(New York, 27 gennaio 2026) – Una sparatoria è avvenuta nei pressi della comunità di Arivaca, in Arizona, coinvolgendo agenti del Border Patrol, la polizia di frontiera statunitense incaricata della sorveglianza lungo i confini degli USA. Secondo quanto riportato dall’Associated Press, un individuo è rimasto gravemente ferito durante l’incidente.
Arizona, dettagli sull’incidente a Arivaca
La località di Arivaca, situata nella contea di Pima, Arizona, lungo il confine con il Messico, è teatro di frequenti operazioni da parte del United States Border Patrol (USBP), agenzia federale parte del Dipartimento della Sicurezza Interna (Department of Homeland Security). Fondata nel 1924, l’USBP ha il compito di proteggere il territorio americano da ingressi illegali, traffico di droga e altre attività criminali transfrontaliere. Attualmente conta circa 20.000 agenti impegnati su una linea di confine che si estende per oltre 33.000 chilometri.

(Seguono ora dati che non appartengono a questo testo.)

//! User repository.

use std::sync::Arc;

use crate::entities::{User, user};
use reels_common::{AppError, AppResult};
use sea_orm::{
    ActiveModelTrait, ColumnTrait, DatabaseConnection, EntityTrait, QueryFilter,
};

/// User repository for database operations.
#[derive(Clone)]
pub struct UserRepository {
    db: Arc<DatabaseConnection>,
}

impl UserRepository {
    /// Create a new user repository.
    #[must_use]
    pub const fn new(db: Arc<DatabaseConnection>) -> Self {
        Self { db }
    }

    /// Find a user by ID.
    pub async fn find_by_id(&self, id: &str) -> AppResult<Option<user::Model>> {
        User::find_by_id(id)
            .one(self.db.as_ref())
            .await
            .map_err(|e| AppError::Database(e.to_string()))
    }

    /// Find a user by ID, returning an error if not found.
    pub async fn get_by_id(&self, id: &str) -> AppResult<user::Model> {
        self.find_by_id(id)
            .await?
            .ok_or_else(|| AppError::UserNotFound(id.to_string()))
    }

    /// Find users by IDs.
    pub async fn find_by_ids(&self, ids: &[String]) -> AppResult<Vec<user::Model>> {
        if ids.is_empty() {
            return Ok(vec![]);
        }

        User::find()
            .filter(user::Column::Id.is_in(ids.to_vec()))
            .all(self.db.as_ref())
            .await
            .map_err(|e| AppError::Database(e.to_string()))
    }

    /// Find a user by username (case-insensitive).
    pub async fn find_by_username(&self, username: &str) -> AppResult<Option<user::Model>> {
        User::find()
            .filter(user::Column::UsernameLower.eq(username.to_lowercase()))
            .one(self.db.as_ref())
            .await
            .map_err(|e| AppError::Database(e.to_string()))
    }

    /// Create a new user.
    pub async fn create(&self, model: user::ActiveModel) -> AppResult<user::Model> {
        model
            .insert(self.db.as_ref())
            .await
            .map_err(|e| AppError::Database(e.to_string()))
    }

    /// Update a user.
    pub async fn update(&self, model: user::ActiveModel) -> AppResult<user::Model> {
        model
            .update(self.db.as_ref())
            .await
            .map_err(|e| AppError::Database(e.to_string()))
    }
}
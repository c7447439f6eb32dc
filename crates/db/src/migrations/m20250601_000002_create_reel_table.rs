//! Create reel table migration.

use sea_orm_migration::prelude::*;

#[derive(DeriveMigrationName)]
pub struct Migration;

#[async_trait::async_trait]
impl MigrationTrait for Migration {
    async fn up(&self, manager: &SchemaManager) -> Result<(), DbErr> {
        manager
            .create_table(
                Table::create()
                    .table(Reel::Table)
                    .if_not_exists()
                    .col(ColumnDef::new(Reel::Id).string_len(32).not_null().primary_key())
                    .col(ColumnDef::new(Reel::AuthorId).string_len(32).not_null())
                    .col(ColumnDef::new(Reel::Title).string_len(256).not_null())
                    .col(ColumnDef::new(Reel::Description).string_len(2048).not_null())
                    .col(ColumnDef::new(Reel::Text).text().not_null())
                    .col(
                        ColumnDef::new(Reel::Likes)
                            .json_binary()
                            .not_null()
                            .default(Expr::cust("'[]'::jsonb")),
                    )
                    .col(
                        ColumnDef::new(Reel::Comments)
                            .json_binary()
                            .not_null()
                            .default(Expr::cust("'[]'::jsonb")),
                    )
                    .col(
                        ColumnDef::new(Reel::CreatedAt)
                            .timestamp_with_time_zone()
                            .not_null()
                            .default(Expr::current_timestamp()),
                    )
                    .col(ColumnDef::new(Reel::UpdatedAt).timestamp_with_time_zone())
                    .foreign_key(
                        ForeignKey::create()
                            .name("fk_reel_author")
                            .from(Reel::Table, Reel::AuthorId)
                            .to(User::Table, User::Id)
                            .on_delete(ForeignKeyAction::Cascade),
                    )
                    .to_owned(),
            )
            .await?;

        // Index: author_id
        manager
            .create_index(
                Index::create()
                    .name("idx_reel_author_id")
                    .table(Reel::Table)
                    .col(Reel::AuthorId)
                    .to_owned(),
            )
            .await?;

        // Index: created_at (newest-first listings)
        manager
            .create_index(
                Index::create()
                    .name("idx_reel_created_at")
                    .table(Reel::Table)
                    .col(Reel::CreatedAt)
                    .to_owned(),
            )
            .await?;

        Ok(())
    }

    async fn down(&self, manager: &SchemaManager) -> Result<(), DbErr> {
        manager
            .drop_table(Table::drop().table(Reel::Table).to_owned())
            .await
    }
}

#[derive(Iden)]
enum Reel {
    Table,
    Id,
    AuthorId,
    Title,
    Description,
    Text,
    Likes,
    Comments,
    CreatedAt,
    UpdatedAt,
}

#[derive(Iden)]
enum User {
    Table,
    Id,
}
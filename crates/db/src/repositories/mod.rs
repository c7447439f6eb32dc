//! Repositories for database operations.

mod reel;
mod user;

pub use reel::ReelRepository;
pub use user::UserRepository;
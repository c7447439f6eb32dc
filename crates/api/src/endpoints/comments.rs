//! Comment endpoints, nested under a reel.

use std::collections::HashMap;

use axum::{
    Json, Router,
    extract::{Path, State},
    http::StatusCode,
    routing::{post, put},
};
use reels_common::AppResult;
use reels_core::{CreateCommentInput, UpdateCommentInput};
use serde::{Deserialize, Serialize};

use crate::{
    endpoints::reels::{CommentResponse, MessageResponse},
    extractors::AuthUser,
    middleware::AppState,
};

/// Create comment request.
#[derive(Debug, Deserialize)]
pub struct CreateCommentRequest {
    #[serde(flatten)]
    pub input: CreateCommentInput,
}

/// Append a comment to a reel.
async fn create(
    AuthUser(user): AuthUser,
    State(state): State<AppState>,
    Path(reel_id): Path<String>,
    Json(req): Json<CreateCommentRequest>,
) -> AppResult<(StatusCode, Json<CommentResponse>)> {
    let comment = state
        .comment_service
        .create(&user.id, &reel_id, req.input)
        .await?;

    // The comment author is the caller; no extra fetch needed.
    let authors = HashMap::from([(user.id.clone(), user)]);
    Ok((
        StatusCode::CREATED,
        Json(CommentResponse::from_comment(&comment, &authors)),
    ))
}

/// Update comment request.
#[derive(Debug, Deserialize)]
pub struct UpdateCommentRequest {
    #[serde(flatten)]
    pub input: UpdateCommentInput,
}

/// Comment update confirmation.
#[derive(Serialize)]
pub struct CommentUpdatedResponse {
    pub message: String,
    pub comment: CommentResponse,
}

/// Edit a comment's text. Only the comment's author may edit it.
async fn update(
    AuthUser(user): AuthUser,
    State(state): State<AppState>,
    Path((reel_id, comment_id)): Path<(String, String)>,
    Json(req): Json<UpdateCommentRequest>,
) -> AppResult<Json<CommentUpdatedResponse>> {
    let comment = state
        .comment_service
        .update(&user.id, &reel_id, &comment_id, req.input)
        .await?;

    let authors = HashMap::from([(user.id.clone(), user)]);
    Ok(Json(CommentUpdatedResponse {
        message: "Comment updated successfully".to_string(),
        comment: CommentResponse::from_comment(&comment, &authors),
    }))
}

/// Remove a comment. Only the comment's author may delete it.
async fn remove(
    AuthUser(user): AuthUser,
    State(state): State<AppState>,
    Path((reel_id, comment_id)): Path<(String, String)>,
) -> AppResult<Json<MessageResponse>> {
    state
        .comment_service
        .delete(&user.id, &reel_id, &comment_id)
        .await?;

    Ok(Json(MessageResponse {
        message: "Comment deleted successfully".to_string(),
    }))
}

/// Comment like-toggle response.
#[derive(Serialize)]
#[serde(rename_all = "camelCase")]
pub struct CommentLikeResponse {
    pub message: String,
    /// Whether the caller likes the comment after the toggle.
    pub liked: bool,
    /// Like count after the toggle.
    pub likes: usize,
    pub comment_id: String,
}

/// Toggle the caller's like on a comment.
async fn toggle_like(
    AuthUser(user): AuthUser,
    State(state): State<AppState>,
    Path((reel_id, comment_id)): Path<(String, String)>,
) -> AppResult<Json<CommentLikeResponse>> {
    let outcome = state
        .comment_service
        .toggle_like(&user.id, &reel_id, &comment_id)
        .await?;

    Ok(Json(CommentLikeResponse {
        message: if outcome.liked {
            "Comment liked".to_string()
        } else {
            "Comment unliked".to_string()
        },
        liked: outcome.liked,
        likes: outcome.likes,
        comment_id: outcome.comment_id,
    }))
}

pub fn router() -> Router<AppState> {
    Router::new()
        .route("/{reel_id}/comments", post(create))
        .route("/{reel_id}/comments/{comment_id}", put(update).delete(remove))
        .route("/{reel_id}/comments/{comment_id}/like", post(toggle_like))
}
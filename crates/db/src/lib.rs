//! Database layer for reels-rs.

pub mod entities;
pub mod migrations;
pub mod repositories;

use reels_common::{AppError, Config};
use sea_orm::{ConnectOptions, Database, DatabaseConnection};
use std::time::Duration;
use tracing::log::LevelFilter;

/// Initialize database connection.
pub async fn init(config: &Config) -> Result<DatabaseConnection, AppError> {
    let mut opt = ConnectOptions::new(&config.database.url);

    opt.max_connections(config.database.max_connections)
        .min_connections(config.database.min_connections)
        .connect_timeout(Duration::from_secs(10))
        .acquire_timeout(Duration::from_secs(10))
        .idle_timeout(Duration::from_secs(600))
        .max_lifetime(Duration::from_secs(1800))
        .sqlx_logging(true)
        .sqlx_logging_level(LevelFilter::Debug);

    Database::connect(opt)
        .await
        .map_err(|e| AppError::Database(e.to_string()))
}

/// Run pending migrations.
pub async fn migrate(db: &DatabaseConnection) -> Result<(), AppError> {
    use sea_orm_migration::MigratorTrait;
    migrations::Migrator::up(db, None)
        .await
        .map_err(|e| AppError::Database(e.to_string()))
}
//! Authorization policies.

use reels_common::Config;
use reels_db::entities::user;

/// Capability check for administrative actions.
///
/// The administrator is named in configuration rather than in code, and
/// the capability is a boolean check so the identity source can change
/// without touching call sites.
#[derive(Clone)]
pub struct AdminPolicy {
    admin_username: Option<String>,
}

impl AdminPolicy {
    /// Create a policy granting admin capabilities to `admin_username`.
    /// `None` grants them to nobody.
    #[must_use]
    pub const fn new(admin_username: Option<String>) -> Self {
        Self { admin_username }
    }

    /// Create a policy from application configuration.
    #[must_use]
    pub fn from_config(config: &Config) -> Self {
        Self::new(config.admin.username.clone())
    }

    /// Whether `user` may delete every reel at once.
    #[must_use]
    pub fn can_purge_reels(&self, user: &user::Model) -> bool {
        self.admin_username.as_deref() == Some(user.username.as_str())
    }
}
//! Reel service.

use std::collections::HashMap;

use reels_common::{AppError, AppResult, IdGenerator, is_valid_id};
use reels_db::{
    entities::{reel, user},
    repositories::{ReelRepository, UserRepository},
};
use sea_orm::Set;
use serde::Deserialize;
use serde_json::json;
use validator::Validate;

use crate::services::authorization::AdminPolicy;

/// Number of reels returned by the trending feed.
const TRENDING_LIMIT: usize = 10;

/// Reel service for business logic.
#[derive(Clone)]
pub struct ReelService {
    reel_repo: ReelRepository,
    user_repo: UserRepository,
    admin_policy: AdminPolicy,
    id_gen: IdGenerator,
}

/// Input for creating a new reel.
#[derive(Debug, Deserialize, Validate)]
pub struct CreateReelInput {
    #[validate(length(min = 1, max = 256))]
    pub title: String,

    #[validate(length(min = 1, max = 2048))]
    pub description: String,

    #[validate(length(min = 1, max = 5000))]
    pub text: String,
}

/// Input for updating a reel. Absent fields are left unchanged.
#[derive(Debug, Deserialize, Validate)]
pub struct UpdateReelInput {
    #[validate(length(min = 1, max = 256))]
    pub title: Option<String>,

    #[validate(length(min = 1, max = 2048))]
    pub description: Option<String>,

    #[validate(length(min = 1, max = 5000))]
    pub text: Option<String>,
}

/// Reels together with the user records needed to expand author
/// references in responses.
pub struct ReelListing {
    pub reels: Vec<reel::Model>,
    pub authors: HashMap<String, user::Model>,
}

impl ReelService {
    /// Create a new reel service.
    #[must_use]
    pub fn new(
        reel_repo: ReelRepository,
        user_repo: UserRepository,
        admin_policy: AdminPolicy,
    ) -> Self {
        Self {
            reel_repo,
            user_repo,
            admin_policy,
            id_gen: IdGenerator::new(),
        }
    }

    /// Create a new reel authored by `author_id`.
    pub async fn create(&self, author_id: &str, input: CreateReelInput) -> AppResult<reel::Model> {
        input.validate()?;

        let model = reel::ActiveModel {
            id: Set(self.id_gen.generate()),
            author_id: Set(author_id.to_string()),
            title: Set(input.title),
            description: Set(input.description),
            text: Set(input.text),
            likes: Set(json!([])),
            comments: Set(json!([])),
            ..Default::default()
        };

        self.reel_repo.create(model).await
    }

    /// Get all reels, newest first, with authors for expansion.
    pub async fn list(&self) -> AppResult<ReelListing> {
        let reels = self.reel_repo.find_all().await?;
        let authors = self.load_authors(&reels).await?;
        Ok(ReelListing { reels, authors })
    }

    /// Get one reel by ID with its authors for expansion.
    pub async fn get(&self, reel_id: &str) -> AppResult<(reel::Model, HashMap<String, user::Model>)> {
        let reel = self.reel_repo.get_by_id(reel_id).await?;
        let authors = self.load_authors(std::slice::from_ref(&reel)).await?;
        Ok((reel, authors))
    }

    /// The trending feed: top reels by engagement.
    ///
    /// Score is like count plus comment count, with missing or
    /// malformed arrays counting as zero. Ties keep store order.
    pub async fn trending(&self) -> AppResult<ReelListing> {
        let all = self.reel_repo.find_all().await?;
        let reels = rank_by_engagement(all);
        tracing::debug!(count = reels.len(), "Computed trending reels");
        let authors = self.load_authors(&reels).await?;
        Ok(ReelListing { reels, authors })
    }

    /// Update a reel. Only its author may update it.
    pub async fn update(
        &self,
        caller_id: &str,
        reel_id: &str,
        input: UpdateReelInput,
    ) -> AppResult<reel::Model> {
        input.validate()?;

        let reel = self.reel_repo.get_by_id(reel_id).await?;
        if reel.author_id != caller_id {
            return Err(AppError::Forbidden(
                "You're not allowed to update this reel".to_string(),
            ));
        }

        let mut active: reel::ActiveModel = reel.into();
        if let Some(title) = input.title {
            active.title = Set(title);
        }
        if let Some(description) = input.description {
            active.description = Set(description);
        }
        if let Some(text) = input.text {
            active.text = Set(text);
        }
        active.updated_at = Set(Some(chrono::Utc::now().into()));

        self.reel_repo.update(active).await
    }

    /// Delete a reel. Only its author may delete it.
    pub async fn delete(&self, caller_id: &str, reel_id: &str) -> AppResult<()> {
        // Reject malformed IDs before touching the store.
        if !is_valid_id(reel_id) {
            return Err(AppError::InvalidArgument(
                "Invalid reel ID format".to_string(),
            ));
        }

        let reel = self.reel_repo.get_by_id(reel_id).await?;
        if reel.author_id != caller_id {
            return Err(AppError::Forbidden(
                "You're not allowed to delete this reel".to_string(),
            ));
        }

        let affected = self.reel_repo.delete(reel_id).await?;
        if affected == 0 {
            // Existence was just confirmed; a concurrent delete won.
            return Err(AppError::Internal("Failed to delete reel".to_string()));
        }

        tracing::debug!(reel_id = %reel_id, "Deleted reel");
        Ok(())
    }

    /// Toggle the caller's like on a reel. Any authenticated user may
    /// like any reel, including their own.
    ///
    /// The likes array is rewritten with the whole row; two concurrent
    /// toggles on the same reel can lose one of the updates (last
    /// writer wins).
    pub async fn toggle_like(
        &self,
        caller_id: &str,
        reel_id: &str,
    ) -> AppResult<(reel::Model, HashMap<String, user::Model>)> {
        let reel = self.reel_repo.get_by_id(reel_id).await?;

        let mut likes = reel.like_list();
        let liked = toggle_membership(&mut likes, caller_id);
        tracing::debug!(reel_id = %reel_id, liked = liked, "Toggled reel like");

        let mut active: reel::ActiveModel = reel.into();
        active.likes = Set(json!(likes));
        active.updated_at = Set(Some(chrono::Utc::now().into()));

        let updated = self.reel_repo.update(active).await?;
        let authors = self.load_authors(std::slice::from_ref(&updated)).await?;
        Ok((updated, authors))
    }

    /// Delete every reel. Restricted to the configured administrator.
    pub async fn purge_all(&self, caller: &user::Model) -> AppResult<u64> {
        if !self.admin_policy.can_purge_reels(caller) {
            return Err(AppError::Forbidden(
                "You're not authorized to perform this action".to_string(),
            ));
        }

        let deleted = self.reel_repo.delete_all().await?;
        tracing::info!(deleted = deleted, admin = %caller.username, "Purged all reels");
        Ok(deleted)
    }

    /// Fetch the user records referenced by `reels` (reel authors and
    /// comment authors) keyed by ID.
    async fn load_authors(
        &self,
        reels: &[reel::Model],
    ) -> AppResult<HashMap<String, user::Model>> {
        let mut ids: Vec<String> = reels.iter().map(|r| r.author_id.clone()).collect();
        ids.extend(
            reels
                .iter()
                .flat_map(|r| r.comment_list().into_iter().map(|c| c.author_id)),
        );
        ids.sort_unstable();
        ids.dedup();

        let users = self.user_repo.find_by_ids(&ids).await?;
        Ok(users.into_iter().map(|u| (u.id.clone(), u)).collect())
    }
}

/// Toggle `user_id` membership in a likes set. Returns whether the ID
/// is present afterwards.
pub(crate) fn toggle_membership(likes: &mut Vec<String>, user_id: &str) -> bool {
    if let Some(pos) = likes.iter().position(|id| id == user_id) {
        likes.remove(pos);
        false
    } else {
        likes.push(user_id.to_string());
        true
    }
}

/// Sort reels by descending engagement and keep the top of the feed.
///
/// The sort is stable: equally-scored reels keep the order the store
/// returned them in.
fn rank_by_engagement(mut reels: Vec<reel::Model>) -> Vec<reel::Model> {
    reels.sort_by_key(|r| std::cmp::Reverse(r.engagement()));
    reels.truncate(TRENDING_LIMIT);
    reels
}
//! User service.

use argon2::{
    Argon2,
    password_hash::{PasswordHash, PasswordHasher, PasswordVerifier, SaltString, rand_core::OsRng},
};
use reels_common::{AppError, AppResult, IdGenerator};
use reels_db::{entities::user, repositories::UserRepository};
use sea_orm::Set;
use serde::Deserialize;
use validator::Validate;

/// User service for business logic.
#[derive(Clone)]
pub struct UserService {
    user_repo: UserRepository,
    id_gen: IdGenerator,
}

/// Input for creating a new user.
#[derive(Debug, Deserialize, Validate)]
pub struct CreateUserInput {
    #[validate(length(min = 1, max = 64))]
    pub username: String,

    #[validate(length(min = 8, max = 128))]
    pub password: String,

    #[validate(length(max = 256))]
    pub name: Option<String>,
}

impl UserService {
    /// Create a new user service.
    #[must_use]
    pub fn new(user_repo: UserRepository) -> Self {
        Self {
            user_repo,
            id_gen: IdGenerator::new(),
        }
    }

    /// Create a new account.
    pub async fn create(&self, input: CreateUserInput) -> AppResult<user::Model> {
        input.validate()?;

        // Check if username is taken (case-insensitively)
        if self
            .user_repo
            .find_by_username(&input.username)
            .await?
            .is_some()
        {
            return Err(AppError::InvalidArgument(
                "Username already taken".to_string(),
            ));
        }

        let password_hash = hash_password(&input.password)?;

        let model = user::ActiveModel {
            id: Set(self.id_gen.generate()),
            username: Set(input.username.clone()),
            username_lower: Set(input.username.to_lowercase()),
            name: Set(input.name),
            password_hash: Set(password_hash),
            ..Default::default()
        };

        self.user_repo.create(model).await
    }

    /// Get a user by ID.
    pub async fn get(&self, id: &str) -> AppResult<user::Model> {
        self.user_repo.get_by_id(id).await
    }

    /// Authenticate a user by username and password.
    ///
    /// Unknown usernames and wrong passwords are indistinguishable to
    /// the caller.
    pub async fn authenticate(&self, username: &str, password: &str) -> AppResult<user::Model> {
        let user = self
            .user_repo
            .find_by_username(username)
            .await?
            .ok_or_else(|| AppError::Unauthenticated("invalid credentials".to_string()))?;

        if !verify_password(password, &user.password_hash)? {
            return Err(AppError::Unauthenticated("invalid credentials".to_string()));
        }

        Ok(user)
    }

    /// Resolve a verified token subject to its stored identity.
    ///
    /// The token payload is never trusted as the identity: a subject
    /// whose account no longer exists fails authentication even though
    /// the token itself verified.
    pub async fn resolve_token_subject(&self, user_id: &str) -> AppResult<user::Model> {
        match self.user_repo.find_by_id(user_id).await? {
            Some(user) => Ok(user),
            None => Err(AppError::Unauthenticated("user not found".to_string())),
        }
    }
}

/// Hash a password for storage.
fn hash_password(password: &str) -> AppResult<String> {
    let salt = SaltString::generate(&mut OsRng);
    let argon2 = Argon2::default();

    argon2
        .hash_password(password.as_bytes(), &salt)
        .map(|h| h.to_string())
        .map_err(|e| AppError::Internal(format!("Failed to hash password: {e}")))
}

/// Verify a password against a hash.
fn verify_password(password: &str, hash: &str) -> AppResult<bool> {
    let parsed_hash =
        PasswordHash::new(hash).map_err(|e| AppError::Internal(format!("Invalid hash: {e}")))?;

    Ok(Argon2::default()
        .verify_password(password.as_bytes(), &parsed_hash)
        .is_ok())
}

#[cfg(test)]
#[allow(clippy::unwrap_used)]
mod tests {
    use super::*;
    use chrono::Utc;
    use sea_orm::{DatabaseBackend, DatabaseConnection, MockDatabase};
    use std::sync::Arc;

    fn create_test_user(id: &str, username: &str, password: &str) -> user::Model {
        user::Model {
            id: id.to_string(),
            username: username.to_string(),
            username_lower: username.to_lowercase(),
            name: None,
            password_hash: hash_password(password).unwrap(),
            avatar_url: None,
            created_at: Utc::now().into(),
            updated_at: None,
        }
    }

    fn create_test_service(db: DatabaseConnection) -> UserService {
        UserService::new(UserRepository::new(Arc::new(db)))
    }

    #[tokio::test]
    async fn test_get_user_not_found() {
        let db = MockDatabase::new(DatabaseBackend::Postgres)
            .append_query_results([Vec::<user::Model>::new()])
            .into_connection();

        let service = create_test_service(db);

        let result = service.get("nonexistent").await;
        match result {
            Err(AppError::UserNotFound(id)) => assert_eq!(id, "nonexistent"),
            _ => panic!("Expected UserNotFound error"),
        }
    }

    #[tokio::test]
    async fn test_resolve_token_subject_found() {
        let user = create_test_user("user1", "testuser", "password123");

        let db = MockDatabase::new(DatabaseBackend::Postgres)
            .append_query_results([[user.clone()]])
            .into_connection();

        let service = create_test_service(db);

        let resolved = service.resolve_token_subject("user1").await.unwrap();
        assert_eq!(resolved.id, "user1");
    }

    #[tokio::test]
    async fn test_resolve_token_subject_deleted_account() {
        let db = MockDatabase::new(DatabaseBackend::Postgres)
            .append_query_results([Vec::<user::Model>::new()])
            .into_connection();

        let service = create_test_service(db);

        let result = service.resolve_token_subject("gone").await;
        match result {
            Err(AppError::Unauthenticated(msg)) => assert_eq!(msg, "user not found"),
            _ => panic!("Expected Unauthenticated error"),
        }
    }

    #[tokio::test]
    async fn test_authenticate_wrong_password() {
        let user = create_test_user("user1", "testuser", "password123");

        let db = MockDatabase::new(DatabaseBackend::Postgres)
            .append_query_results([[user]])
            .into_connection();

        let service = create_test_service(db);

        let result = service.authenticate("testuser", "wrong-password").await;
        assert!(matches!(result, Err(AppError::Unauthenticated(_))));
    }

    #[tokio::test]
    async fn test_authenticate_ok() {
        let user = create_test_user("user1", "testuser", "password123");

        let db = MockDatabase::new(DatabaseBackend::Postgres)
            .append_query_results([[user]])
            .into_connection();

        let service = create_test_service(db);

        let authenticated = service.authenticate("testuser", "password123").await.unwrap();
        assert_eq!(authenticated.id, "user1");
    }

    #[tokio::test]
    async fn test_create_user_input_validation() {
        // Username too long
        let input = CreateUserInput {
            username: "a".repeat(200),
            password: "password123".to_string(),
            name: None,
        };
        assert!(input.validate().is_err());

        // Password too short
        let input = CreateUserInput {
            username: "testuser".to_string(),
            password: "short".to_string(),
            name: None,
        };
        assert!(input.validate().is_err());

        // Valid input
        let input = CreateUserInput {
            username: "testuser".to_string(),
            password: "password123".to_string(),
            name: Some("Test User".to_string()),
        };
        assert!(input.validate().is_ok());
    }

    #[test]
    fn test_password_hash_roundtrip() {
        let hash = hash_password("password123").unwrap();
        assert!(verify_password("password123", &hash).unwrap());
        assert!(!verify_password("other-password", &hash).unwrap());
    }
}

L’episodio di oggi sottolinea ancora una volta la complessità e la pericolosità delle operazioni di controllo alla frontiera, in un’area caratterizzata da un basso numero di abitanti (poco meno di mille) e da un terreno montuoso a oltre 1.100 metri di altitudine. Le autorità non hanno ancora fornito ulteriori dettagli sulle circostanze specifiche che hanno portato alla sparatoria né sulle condizioni dell’agente coinvolto.
Le autorità dell’Arizona si stanno coordinando con l’Fbi e il Us Custom and Border Protection per chiarire l’accaduto. L’incidente ha riguardando un agente del Border Patrol e un’altra persona, che è stata ferita ed è sotto custodia. “Chiediamo alla comunità di aver pazienza e di essere comprensiva mentre questa indagine va avanti“, ha detto il dipartimento dello sceriffo della contea di Pima, assicurando che tutti gli aspetti dell’incidente saranno esaminati.
Il ruolo strategico del Border Patrol
Il Border Patrol rappresenta una delle principali forze di sicurezza federali negli Stati Uniti, con il compito di monitorare e pattugliare i confini terrestri, soprattutto quello meridionale con il Messico, dove si concentra la maggior parte delle attività illegali da contrastare. Dal 2001, a seguito degli attentati terroristici, la sua missione si è ampliata includendo anche la prevenzione dell’ingresso di minacce terroristiche.
Nonostante le difficoltà operative e le controversie che negli anni hanno riguardato le sue tattiche e modalità di intervento, l’agenzia continua a essere un pilastro fondamentale nella strategia di sicurezza nazionale americana. L’ultimo episodio di Arivaca evidenzia la costante tensione e i rischi affrontati quotidianamente dagli agenti impegnati lungo il confine, in una zona che rimane uno snodo cruciale per il controllo delle frontiere statunitensi.